A 'safe' career choice: Industrial hygienists use science to reduce risks

When Holly Geiger Zimmerman of Alaska Airlines thinks of mold, she thinks of Frank Riordan.

The airline's director of occupational and operational safety also thinks of Riordan and Seattle-based A.R.C.H. Consulting Group partner Cynthia Cozza when Alaska Airlines wants to measure the risk of everything from excessive noise and chemicals to dangerous "ergonomic" physical movements.

Armed with an arsenal of scientific gadgets and gauges, Riordan is one of the country's 12,500 certified industrial hygienists (about 400 in the Pacific Northwest) — health-and-safety professionals whose detection skills are the front line of defense against physical, chemical and biological agents in workplaces, schools and homes.

"There are some differences in what they call themselves. Most people think of them as occupational or environmental health and safety workers, but the bottom line is they keep workers alive on the job and keep communities safe," said Julie Holland, spokeswoman for the American Industrial Hygiene Association.

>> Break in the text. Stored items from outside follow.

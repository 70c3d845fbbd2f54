use serde::Deserialize;
use ts_rs::TS;

use crate::models::common::pagination::PaginationQuery;

/// 创建作业
#[derive(Debug, Clone, Deserialize, TS)]
#[ts(export, export_to = "../frontend/src/types/generated/assignment.ts")]
pub struct CreateAssignmentRequest {
    pub course_id: i64,
    pub title: String,
    pub description: Option<String>,
    pub question_ids: Vec<i64>,
    pub due_at: Option<chrono::DateTime<chrono::Utc>>,
}

/// 更新作业
#[derive(Debug, Clone, Default, Deserialize, TS)]
#[ts(export, export_to = "../frontend/src/types/generated/assignment.ts")]
pub struct UpdateAssignmentRequest {
    pub title: Option<String>,
    pub description: Option<String>,
    pub question_ids: Option<Vec<i64>>,
    pub due_at: Option<chrono::DateTime<chrono::Utc>>,
}

/// 作业列表查询
#[derive(Debug, Clone, Default, Deserialize, TS)]
#[ts(export, export_to = "../frontend/src/types/generated/assignment.ts")]
pub struct AssignmentListQuery {
    #[serde(flatten)]
    pub pagination: PaginationQuery,
    pub course_id: Option<i64>,
}
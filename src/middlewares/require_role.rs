/*!
 * 基于全局角色的访问控制中间件
 *
 * 必须在 RequireJWT 之后使用，只做全局角色粗筛（例如管理端路由）。
 * 课程维度的关系判定不在这里做，那是服务层策略引擎的职责。
 *
 * ```rust,ignore
 * web::scope("/api/v1/admin")
 *     .wrap(RequireRole::new(&ProfileRole::Admin))
 *     .wrap(RequireJWT)
 * ```
 */

use actix_service::{Service, Transform};
use actix_web::{
    Error, HttpMessage,
    body::EitherBody,
    dev::{ServiceRequest, ServiceResponse},
    http::StatusCode,
};
use futures_util::future::{LocalBoxFuture, Ready, ready};
use std::rc::Rc;
use tracing::info;

use crate::{
    middlewares::RequireJWT,
    models::{
        ErrorCode,
        profiles::entities::{Profile, ProfileRole},
    },
};

use super::create_error_response;

#[derive(Clone)]
pub struct RequireRole {
    required_roles: Vec<ProfileRole>,
    require_all: bool, // true 表示需要所有角色，false 表示任一角色即可
}

impl RequireRole {
    /// 创建需要特定角色的中间件
    pub fn new(role: &ProfileRole) -> Self {
        Self {
            required_roles: vec![role.clone()],
            require_all: true,
        }
    }

    /// 创建需要任一角色的中间件
    pub fn new_any(roles: &[&ProfileRole]) -> Self {
        Self {
            required_roles: roles.iter().map(|r| (*r).clone()).collect(),
            require_all: false,
        }
    }
}

impl<S, B> Transform<S, ServiceRequest> for RequireRole
where
    S: Service<ServiceRequest, Response = ServiceResponse<B>, Error = Error> + 'static,
    B: 'static,
{
    type Response = ServiceResponse<EitherBody<B>>;
    type Error = Error;
    type InitError = ();
    type Transform = RequireRoleMiddleware<S>;
    type Future = Ready<Result<Self::Transform, Self::InitError>>;

    fn new_transform(&self, service: S) -> Self::Future {
        ready(Ok(RequireRoleMiddleware {
            service: Rc::new(service),
            required_roles: self.required_roles.clone(),
            require_all: self.require_all,
        }))
    }
}

pub struct RequireRoleMiddleware<S> {
    service: Rc<S>,
    required_roles: Vec<ProfileRole>,
    require_all: bool,
}

impl<S, B> Service<ServiceRequest> for RequireRoleMiddleware<S>
where
    S: Service<ServiceRequest, Response = ServiceResponse<B>, Error = Error> + 'static,
    B: 'static,
{
    type Response = ServiceResponse<EitherBody<B>>;
    type Error = Error;
    type Future = LocalBoxFuture<'static, Result<Self::Response, Self::Error>>;

    fn poll_ready(
        &self,
        ctx: &mut std::task::Context<'_>,
    ) -> std::task::Poll<Result<(), Self::Error>> {
        self.service.poll_ready(ctx)
    }

    fn call(&self, req: ServiceRequest) -> Self::Future {
        let srv = self.service.clone();
        let required_roles = self.required_roles.clone();
        let require_all = self.require_all;

        Box::pin(async move {
            let profile = req.extensions().get::<Profile>().cloned();

            match profile {
                Some(profile) => {
                    let profile_id = profile.id;
                    let profile_role = RequireJWT::extract_profile_role(req.request());
                    let has_permission = if require_all {
                        required_roles
                            .iter()
                            .all(|role| profile_role.as_ref() == Some(role))
                    } else {
                        required_roles
                            .iter()
                            .any(|role| profile_role.as_ref() == Some(role))
                    };

                    if has_permission {
                        let res = srv.call(req).await?.map_into_left_body();
                        Ok(res)
                    } else {
                        info!(
                            "Access denied for profile {} (role: {:?}). Required roles: {:?}",
                            profile_id, profile_role, required_roles
                        );
                        Ok(req.into_response(
                            create_error_response(
                                StatusCode::FORBIDDEN,
                                ErrorCode::Forbidden,
                                "Access denied.",
                            )
                            .map_into_right_body(),
                        ))
                    }
                }
                None => {
                    info!(
                        "Role check failed: No profile found in request. Make sure RequireJWT middleware is applied first."
                    );
                    Ok(req.into_response(
                        create_error_response(
                            StatusCode::UNAUTHORIZED,
                            ErrorCode::Unauthorized,
                            "Authentication required",
                        )
                        .map_into_right_body(),
                    ))
                }
            }
        })
    }
}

While the U.S. Bureau of Labor Statistics reports nearly 35,000 occupational health-and-safety specialists or technicians working in this country, only about one-third of these workers are the higher-skilled certified industrial hygienists. Certification requires a college degree in engineering, biology, chemistry, biochemistry or microbiology plus at least five years of full-time work in the occupational health-and-safety field. About 62 percent have master's degrees, as well.

A hybrid that melds science and business, certified industrial-hygiene jobs are expected to grow about as fast as the general employment base at least through 2010, according to labor forecasts.

About half of these experts work for large companies; many of the rest work as consultants, for government agencies, for insurance firms or in research.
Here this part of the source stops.